Until 26 January 2024, Parafiivka was designated urban-type settlement. On this day, a new law entered into force which abolished this status, and Parafiivka became a rural settlement.

== Geography ==
The Parafiivka is located in the north of Pryluky raion, 150 km from Chernihiv, 20 km from Ichna, and 55 km from Pryluky. The height above sea level is 164 m. The territory of the settlement located within the Dnieper Lowland. The relief of the Parafiivka surface is a lowland plain, in places dissected by river valleys. There are many ponds in Parafiivka.
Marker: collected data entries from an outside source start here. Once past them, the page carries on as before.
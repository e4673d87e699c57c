//! Application error types.

use axum::http::StatusCode;
use axum::response::{IntoResponse, Response};
use thiserror::Error;

#[derive(Error, Debug)]
pub enum AppError {
    #[error("database error: {0}")]
    Database(#[from] sqlx::Error),

    #[error("migration error: {0}")]
    Migration(#[from] sqlx::migrate::MigrateError),

    #[error("configuration error: {0}")]
    Configuration(#[from] figment::Error),

    #[error("geocoding request failed: {0}")]
    Geocode(#[from] reqwest::Error),

    #[error("not found: {resource} {id}")]
    NotFound { resource: &'static str, id: String },

    #[error("internal error: {0}")]
    Internal(String),
}

impl AppError {
    pub fn internal(message: impl Into<String>) -> Self {
        Self::Internal(message.into())
    }

    pub fn not_found(resource: &'static str, id: impl Into<String>) -> Self {
        Self::NotFound {
            resource,
            id: id.into(),
        }
    }
}

impl IntoResponse for AppError {
    fn into_response(self) -> Response {
        let status = match &self {
            AppError::NotFound { .. } => StatusCode::NOT_FOUND,
            _ => StatusCode::INTERNAL_SERVER_ERROR,
        };
        tracing::error!(error = %self, "request failed");
        (status, self.to_string()).into_response()
    }
}

pub type AppResult<T> = Result<T, AppError>;
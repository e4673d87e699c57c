//! Generic bounded-restart child process supervisor (C10).
//!
//! Both the SRT link receiver (C2) and the media relay (C4) are
//! instantiations of this: spawn a child, watch it exit, restart with a
//! backoff up to a cap, and support a graceful SIGTERM-then-SIGKILL stop.
//! If the child binary can't be found on `PATH`, the supervisor runs in
//! "simulated mode" instead of failing outright — the control plane stays
//! observable without the media toolchain installed.

use std::process::Stdio;
use std::sync::atomic::{AtomicBool, AtomicU32, Ordering};
use std::sync::Arc;
use std::time::Duration;

use tokio::process::Command;
use tokio::sync::Notify;
use tokio::task::JoinHandle;

const DEFAULT_MAX_RESTARTS: u32 = 10;
const DEFAULT_GRACE_PERIOD: Duration = Duration::from_secs(5);

/// Parameters for a supervised child process.
#[derive(Debug, Clone)]
pub struct SupervisorSpec {
    pub name: String,
    pub program: String,
    pub args: Vec<String>,
    pub max_restarts: u32,
    pub restart_backoff: Duration,
    pub grace_period: Duration,
}

impl SupervisorSpec {
    pub fn new(name: impl Into<String>, program: impl Into<String>, args: Vec<String>) -> Self {
        Self {
            name: name.into(),
            program: program.into(),
            args,
            max_restarts: DEFAULT_MAX_RESTARTS,
            restart_backoff: Duration::from_secs(1),
            grace_period: DEFAULT_GRACE_PERIOD,
        }
    }
}

/// Shared, externally observable status of a supervised process.
#[derive(Debug, Default)]
struct Shared {
    active: AtomicBool,
    restarts: AtomicU32,
    permanently_failed: AtomicBool,
    simulated: AtomicBool,
}

/// A handle to a running (or simulated) supervised child process.
pub struct Supervisor {
    spec: SupervisorSpec,
    shared: Arc<Shared>,
    stopping: Arc<AtomicBool>,
    notify: Arc<Notify>,
    task: Option<JoinHandle<()>>,
}

/// Point-in-time status of a supervised process, as reported by `status()`.
#[derive(Debug, Clone, Copy, PartialEq, Eq)]
pub struct SupervisorStatus {
    pub active: bool,
    pub restarts: u32,
    pub permanently_failed: bool,
    pub simulated: bool,
}

fn binary_exists(program: &str) -> bool {
    if program.contains('/') {
        return std::path::Path::new(program).is_file();
    }
    std::env::var_os("PATH")
        .map(|paths| {
            std::env::split_paths(&paths).any(|dir| dir.join(program).is_file())
        })
        .unwrap_or(false)
}

impl Supervisor {
    /// Start supervising the child described by `spec`. Returns immediately;
    /// the supervision loop runs on a spawned task.
    pub fn start(spec: SupervisorSpec) -> Self {
        let shared = Arc::new(Shared::default());
        let stopping = Arc::new(AtomicBool::new(false));
        let notify = Arc::new(Notify::new());

        let task = tokio::spawn(run(
            spec.clone(),
            shared.clone(),
            stopping.clone(),
            notify.clone(),
        ));

        Self {
            spec,
            shared,
            stopping,
            notify,
            task: Some(task),
        }
    }

    /// Stop the supervised process: SIGTERM, grace period, then SIGKILL.
    /// Idempotent — calling it twice is a no-op the second time.
    pub async fn stop(&mut self) {
        self.stopping.store(true, Ordering::SeqCst);
        self.notify.notify_waiters();
        if let Some(task) = self.task.take() {
            let _ = task.await;
        }
    }

    pub fn status(&self) -> SupervisorStatus {
        SupervisorStatus {
            active: self.shared.active.load(Ordering::SeqCst),
            restarts: self.shared.restarts.load(Ordering::SeqCst),
            permanently_failed: self.shared.permanently_failed.load(Ordering::SeqCst),
            simulated: self.shared.simulated.load(Ordering::SeqCst),
        }
    }

    pub fn name(&self) -> &str {
        &self.spec.name
    }
}

async fn run(
    spec: SupervisorSpec,
    shared: Arc<Shared>,
    stopping: Arc<AtomicBool>,
    notify: Arc<Notify>,
) {
    if !binary_exists(&spec.program) {
        shared.simulated.store(true, Ordering::SeqCst);
        shared.active.store(false, Ordering::SeqCst);
        tracing::warn!(name = %spec.name, program = %spec.program, "binary not found — running in simulated mode");
        notify.notified().await;
        return;
    }

    loop {
        if stopping.load(Ordering::SeqCst) {
            return;
        }

        let mut child = match Command::new(&spec.program)
            .args(&spec.args)
            .stdout(Stdio::null())
            .stderr(Stdio::null())
            .kill_on_drop(true)
            .spawn()
        {
            Ok(c) => c,
            Err(e) => {
                tracing::error!(name = %spec.name, error = %e, "failed to spawn child");
                let restarts = shared.restarts.fetch_add(1, Ordering::SeqCst) + 1;
                if restarts > spec.max_restarts {
                    shared.permanently_failed.store(true, Ordering::SeqCst);
                    tracing::error!(name = %spec.name, "restart cap exceeded, giving up");
                    return;
                }
                tokio::time::sleep(spec.restart_backoff).await;
                continue;
            }
        };

        shared.active.store(true, Ordering::SeqCst);
        tracing::info!(name = %spec.name, pid = ?child.id(), "child started");
        let pid = child.id();

        tokio::select! {
            status = child.wait() => {
                shared.active.store(false, Ordering::SeqCst);
                tracing::warn!(name = %spec.name, ?status, "child exited");
                if stopping.load(Ordering::SeqCst) {
                    return;
                }
                let restarts = shared.restarts.fetch_add(1, Ordering::SeqCst) + 1;
                if restarts > spec.max_restarts {
                    shared.permanently_failed.store(true, Ordering::SeqCst);
                    tracing::error!(name = %spec.name, "restart cap exceeded, giving up");
                    return;
                }
                tokio::time::sleep(spec.restart_backoff).await;
            }
            _ = notify.notified() => {
                if let Some(pid) = pid {
                    unsafe { libc::kill(pid as libc::pid_t, libc::SIGTERM); }
                }
                if tokio::time::timeout(spec.grace_period, child.wait()).await.is_err() {
                    let _ = child.start_kill();
                    let _ = child.wait().await;
                }
                shared.active.store(false, Ordering::SeqCst);
                tracing::info!(name = %spec.name, "child stopped");
                return;
            }
        }
    }
}

#[cfg(test)]
mod tests {
    use super::*;

    #[test]
    fn binary_exists_finds_sh_on_path() {
        assert!(binary_exists("sh") || binary_exists("/bin/sh"));
    }

    #[test]
    fn binary_exists_rejects_nonsense() {
        assert!(!binary_exists("definitely-not-a-real-binary-xyz"));
    }

    #[tokio::test]
    async fn simulated_mode_when_binary_missing() {
        let spec = SupervisorSpec::new("test", "definitely-not-a-real-binary-xyz", vec![]);
        let mut sup = Supervisor::start(spec);
        tokio::time::sleep(Duration::from_millis(50)).await;
        let status = sup.status();
        assert!(status.simulated);
        assert!(!status.active);
        sup.stop().await;
    }

    #[tokio::test]
    async fn real_child_reports_active_then_exits() {
        let spec = SupervisorSpec::new("test", "sleep", vec!["0.2".into()]);
        let mut sup = Supervisor::start(spec);
        tokio::time::sleep(Duration::from_millis(50)).await;
        assert!(sup.status().active);
        tokio::time::sleep(Duration::from_millis(400)).await;
        sup.stop().await;
    }

    #[tokio::test]
    async fn stop_terminates_long_running_child_promptly() {
        let spec = SupervisorSpec::new("test", "sleep", vec!["30".into()]);
        let mut sup = Supervisor::start(spec);
        tokio::time::sleep(Duration::from_millis(50)).await;
        assert!(sup.status().active);
        let start = std::time::Instant::now();
        sup.stop().await;
        assert!(start.elapsed() < Duration::from_secs(5));
        assert!(!sup.status().active);
    }
}
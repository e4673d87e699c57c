//! Typed configuration, loaded from a TOML file merged with environment
//! variables grouped by an 8-prefix scheme (`SRT_`, `RTMP_`, `OBS_`,
//! `FIELD_`, `HEALTH_`, `DATABASE_`, `ADMIN_`, `DASHBOARD_`).

use figment::providers::{Env, Format, Serialized, Toml};
use figment::Figment;
use serde::{Deserialize, Serialize};

#[derive(Debug, Clone, Serialize, Deserialize)]
pub struct Config {
    pub srt: SrtConfig,
    pub rtmp: RtmpConfig,
    pub obs: ObsSettings,
    pub field: FieldConfig,
    pub health: HealthSettings,
    pub database: DatabaseConfig,
    pub admin: AdminConfig,
    pub dashboard: DashboardConfig,
}

#[derive(Debug, Clone, Serialize, Deserialize)]
pub struct SrtConfig {
    pub base_port: u16,
    pub latency_ms: u32,
    pub max_links: u32,
    pub passphrase: String,
}

#[derive(Debug, Clone, Serialize, Deserialize)]
pub struct RtmpConfig {
    pub primary_url: String,
    pub secondary_url: String,
}

#[derive(Debug, Clone, Serialize, Deserialize)]
pub struct ObsSettings {
    pub host: String,
    pub port: u16,
    pub password: String,
    pub scene_live: String,
    pub scene_brb: String,
    pub fallback_delay_s: f64,
    pub recovery_delay_s: f64,
}

#[derive(Debug, Clone, Serialize, Deserialize)]
pub struct FieldConfig {
    pub telemetry_interval_s: f64,
}

#[derive(Debug, Clone, Serialize, Deserialize)]
pub struct HealthSettings {
    pub threshold_degraded: u8,
    pub threshold_critical: u8,
    pub threshold_down: u8,
    pub check_interval_s: f64,
}

#[derive(Debug, Clone, Serialize, Deserialize)]
pub struct DatabaseConfig {
    pub path: String,
    pub auto_approve: bool,
}

#[derive(Debug, Clone, Serialize, Deserialize)]
pub struct AdminConfig {
    pub token: String,
}

#[derive(Debug, Clone, Serialize, Deserialize)]
pub struct DashboardConfig {
    pub host: String,
    pub port: u16,
}

impl Default for Config {
    fn default() -> Self {
        Self {
            srt: SrtConfig {
                base_port: 9000,
                latency_ms: 500,
                max_links: 4,
                passphrase: String::new(),
            },
            rtmp: RtmpConfig {
                primary_url: String::new(),
                secondary_url: String::new(),
            },
            obs: ObsSettings {
                host: "localhost".to_string(),
                port: 4455,
                password: String::new(),
                scene_live: "LIVE".to_string(),
                scene_brb: "BRB".to_string(),
                fallback_delay_s: 3.0,
                recovery_delay_s: 5.0,
            },
            field: FieldConfig {
                telemetry_interval_s: 1.0,
            },
            health: HealthSettings {
                threshold_degraded: 70,
                threshold_critical: 40,
                threshold_down: 10,
                check_interval_s: 2.0,
            },
            database: DatabaseConfig {
                path: "fieldmux.db".to_string(),
                auto_approve: false,
            },
            admin: AdminConfig {
                token: String::new(),
            },
            dashboard: DashboardConfig {
                host: "0.0.0.0".to_string(),
                port: 8000,
            },
        }
    }
}

const PREFIXES: &[&str] = &[
    "srt", "rtmp", "obs", "field", "health", "database", "admin", "dashboard",
];

impl Config {
    /// Load from `FIELDMUX_CONFIG` (default `fieldmux.toml`), then layer
    /// environment variables on top, grouped by prefix onto their nested
    /// table (e.g. `SRT_BASE_PORT` -> `srt.base_port`).
    pub fn load() -> Result<Self, figment::Error> {
        let path = std::env::var("FIELDMUX_CONFIG").unwrap_or_else(|_| "fieldmux.toml".to_string());

        let mut figment = Figment::from(Serialized::defaults(Config::default()));
        if std::path::Path::new(&path).exists() {
            figment = figment.merge(Toml::file(&path));
        }

        for group in PREFIXES {
            let env_prefix = format!("{}_", group.to_uppercase());
            let group = group.to_string();
            figment = figment.merge(Env::prefixed(&env_prefix).map(move |key| {
                format!("{}.{}", group, key.as_str().to_lowercase()).into()
            }));
        }

        figment.extract()
    }
}

#[cfg(test)]
mod tests {
    use super::*;

    #[test]
    fn defaults_match_documented_values() {
        let config = Config::default();
        assert_eq!(config.srt.base_port, 9000);
        assert_eq!(config.health.threshold_down, 10);
        assert_eq!(config.dashboard.port, 8000);
    }
}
The climate of Parafiivka is moderately continental, with warm summers and relatively mild winters. The average temperature in January is about -7 °C, and in July - +19 °C. The average annual precipitation ranges from 550 to 660 mm, with the highest amount of precipitation in the summer period.

The soil cover of the settlement is dominated by chernozem and podzolized soils. The Parafiivka is located the forest steppe, on the Polesia.

==Economy==
===Transportation===
Kochanovka railway station, located in Parafiivka, is a terminal station of the Bakhmach-Pryluky railway.

Regional highways to Ichnia pass through Parafiivka, as well as the state Highway H08, connecting Kyiv and Sumy.